* _About this exercise_: From the records that follow, copy every line in which "CallToolResult" appears.

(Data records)
* * *
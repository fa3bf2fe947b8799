//! Wire message types for the MCP endpoint
//!
//! JSON-RPC 2.0 envelopes plus the subset of Model Context Protocol payloads
//! this agent speaks: `initialize`, `tools/list` and `tools/call`.

use serde::{Deserialize, Deserializer, Serialize};
use serde_json::Value;

pub const JSONRPC_VERSION: &str = "2.0";

/// Protocol revisions this server accepts, oldest first
pub const SUPPORTED_PROTOCOL_VERSIONS: &[&str] = &["2024-11-05", "2025-03-26", "2025-06-18"];

/// Revision offered when the client asks for one we do not know
pub const LATEST_PROTOCOL_VERSION: &str = "2025-06-18";

/// Inbound JSON-RPC request or notification
///
/// `id` is `None` only when the member is absent. An explicit `"id": null`
/// deserializes to `Some(Value::Null)` and still gets a response.
#[derive(Debug, Clone, Deserialize, PartialEq)]
pub struct RpcRequest {
    pub jsonrpc: String,
    #[serde(default, deserialize_with = "present_value")]
    pub id: Option<Value>,
    pub method: String,
    #[serde(default)]
    pub params: Option<Value>,
}

fn present_value<'de, D>(deserializer: D) -> Result<Option<Value>, D::Error>
where
    D: Deserializer<'de>,
{
    Value::deserialize(deserializer).map(Some)
}

impl RpcRequest {
    pub fn is_notification(&self) -> bool {
        self.id.is_none()
    }
}

/// Outbound JSON-RPC response
#[derive(Debug, Clone, Serialize, Deserialize, PartialEq)]
pub struct RpcResponse {
    pub jsonrpc: String,
    pub id: Value,
    #[serde(default, skip_serializing_if = "Option::is_none")]
    pub result: Option<Value>,
    #[serde(default, skip_serializing_if = "Option::is_none")]
    pub error: Option<RpcError>,
}

impl RpcResponse {
    pub fn success(id: Value, result: Value) -> Self {
        Self {
            jsonrpc: JSONRPC_VERSION.to_string(),
            id,
            result: Some(result),
            error: None,
        }
    }

    pub fn failure(id: Value, error: RpcError) -> Self {
        Self {
            jsonrpc: JSONRPC_VERSION.to_string(),
            id,
            result: None,
            error: Some(error),
        }
    }
}

/// JSON-RPC error object
#[derive(Debug, Clone, Serialize, Deserialize, PartialEq)]
pub struct RpcError {
    pub code: i32,
    pub message: String,
    #[serde(default, skip_serializing_if = "Option::is_none")]
    pub data: Option<Value>,
}

impl RpcError {
    pub fn new<S: Into<String>>(code: ErrorCode, message: S) -> Self {
        Self {
            code: code.code(),
            message: message.into(),
            data: None,
        }
    }
}

/// Standard JSON-RPC 2.0 error codes
#[derive(Debug, Clone, Copy, PartialEq, Eq)]
pub enum ErrorCode {
    ParseError,
    InvalidRequest,
    MethodNotFound,
    InvalidParams,
    InternalError,
}

impl ErrorCode {
    pub fn code(self) -> i32 {
        match self {
            ErrorCode::ParseError => -32700,
            ErrorCode::InvalidRequest => -32600,
            ErrorCode::MethodNotFound => -32601,
            ErrorCode::InvalidParams => -32602,
            ErrorCode::InternalError => -32603,
        }
    }
}

/// Name and version pair used for both client and server identity
#[derive(Debug, Clone, Serialize, Deserialize, PartialEq)]
pub struct Implementation {
    pub name: String,
    pub version: String,
}

/// `initialize` request params (only the fields we act on)
#[derive(Debug, Clone, Default, Deserialize, PartialEq)]
#[serde(rename_all = "camelCase")]
pub struct InitializeParams {
    #[serde(default)]
    pub protocol_version: Option<String>,
    #[serde(default)]
    pub client_info: Option<Implementation>,
}

#[derive(Debug, Clone, Serialize, Deserialize, PartialEq)]
#[serde(rename_all = "camelCase")]
pub struct InitializeResult {
    pub protocol_version: String,
    pub capabilities: ServerCapabilities,
    pub server_info: Implementation,
}

#[derive(Debug, Clone, Default, Serialize, Deserialize, PartialEq)]
pub struct ServerCapabilities {
    #[serde(default, skip_serializing_if = "Option::is_none")]
    pub tools: Option<ToolsCapability>,
}

#[derive(Debug, Clone, Default, Serialize, Deserialize, PartialEq)]
#[serde(rename_all = "camelCase")]
pub struct ToolsCapability {
    pub list_changed: bool,
}

/// Tool entry advertised by `tools/list`
#[derive(Debug, Clone, Serialize, Deserialize, PartialEq)]
#[serde(rename_all = "camelCase")]
pub struct ToolDefinition {
    pub name: String,
    pub description: String,
    pub input_schema: Value,
}

#[derive(Debug, Clone, Serialize, Deserialize, PartialEq)]
pub struct ListToolsResult {
    pub tools: Vec<ToolDefinition>,
}

/// `tools/call` request params
#[derive(Debug, Clone, Deserialize, PartialEq)]
pub struct CallToolParams {
    pub name: String,
    #[serde(default)]
    pub arguments: Option<Value>,
}

/// One content block of a tool result
#[derive(Debug, Clone, Serialize, Deserialize, PartialEq)]
#[serde(tag = "type", rename_all = "lowercase")]
pub enum Content {
    Text { text: String },
}

/// Result of a tool invocation
///
/// Either a success carrying a text payload or a tool-level error carrying
/// the explanation for the caller. The two constructors are the only way to
/// build one, so a value is never both.
#[derive(Debug, Clone, Serialize, Deserialize, PartialEq)]
#[serde(rename_all = "camelCase")]
pub struct CallToolResult {
    content: Vec<Content>,
    #[serde(default)]
    is_error: bool,
}

impl CallToolResult {
    /// Successful result with a text payload
    pub fn text<S: Into<String>>(text: S) -> Self {
        Self {
            content: vec![Content::Text { text: text.into() }],
            is_error: false,
        }
    }

    /// Tool-level error visible to the calling agent
    pub fn error<S: Into<String>>(message: S) -> Self {
        Self {
            content: vec![Content::Text {
                text: message.into(),
            }],
            is_error: true,
        }
    }

    pub fn is_error(&self) -> bool {
        self.is_error
    }

    pub fn content(&self) -> &[Content] {
        &self.content
    }

    /// Text of the first content block, payload or error message alike
    pub fn text_content(&self) -> Option<&str> {
        self.content.iter().find_map(|c| match c {
            Content::Text { text } => Some(text.as_str()),
        })
    }
}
* * *
* _Task output_:
pub struct CallToolResult {
impl CallToolResult {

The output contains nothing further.